--- PROBLEM TO SOLVE ---
Each line of the listing below that includes "mismatches" must be copied.

--- DATA UNDER STUDY ---
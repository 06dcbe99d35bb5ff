// Copyright 2024 the Vello Authors
// SPDX-License-Identifier: Apache-2.0 OR MIT

use std::path::PathBuf;

use anyhow::{bail, Result};
use render_verify::{Mismatch, RenderBuffer};

use crate::{render_pass, verify_against, Rasterizer, TestParams};

/// The outcome of verifying a capture against its baseline.
#[must_use]
pub struct Verdict {
    pub name: String,
    /// The number of pixels outside of tolerance.
    pub failures: usize,
    /// The first few of those pixels.
    pub mismatches: Vec<Mismatch>,
    /// Only computed for failing (or forced) runs.
    pub difference: Option<RenderBuffer>,
    /// Artifacts which were written.
    pub artifacts: Vec<PathBuf>,
    /// Artifacts which could not be written, with the reason.
    pub export_errors: Vec<(PathBuf, String)>,
}

impl Verdict {
    pub fn passed(&self) -> bool {
        self.failures == 0
    }

    /// Fail with a description of the mismatch if any pixel was outside of tolerance.
    pub fn assert_passed(&self) -> Result<()> {
        if self.passed() {
            return Ok(());
        }
        let mut message = format!(
            "{} pixels outside of tolerance in test {}",
            self.failures, self.name
        );
        if let Some(first) = self.mismatches.first() {
            message.push_str(&format!(
                "\nFirst mismatch at ({}, {}): got {:?}, expected {:?}",
                first.x, first.y, first.actual, first.expected
            ));
        }
        for path in &self.artifacts {
            message.push_str(&format!("\nWrote {}", path.display()));
        }
        bail!("{}", message);
    }
}

/// Render `scene` twice and verify the second capture against the first.
///
/// The first pass is the baseline, with the tolerances from `params`. Errors are reserved
/// for runs where the comparison could not happen at all, such as the rasterizer failing
/// or the two captures having different sizes. Differing pixels are reported on the
/// [`Verdict`].
pub fn run_render_test<R: Rasterizer>(
    rasterizer: &mut R,
    scene: &R::Scene,
    params: &TestParams,
) -> Result<Verdict> {
    let baseline = params.baseline(render_pass(rasterizer, scene, params, "baseline")?);
    let actual = render_pass(rasterizer, scene, params, "candidate")?;
    verify_against(&actual, &baseline, params)
}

--- ANSWER FOR THE TASK ---
    pub mismatches: Vec<Mismatch>,
        if let Some(first) = self.mismatches.first() {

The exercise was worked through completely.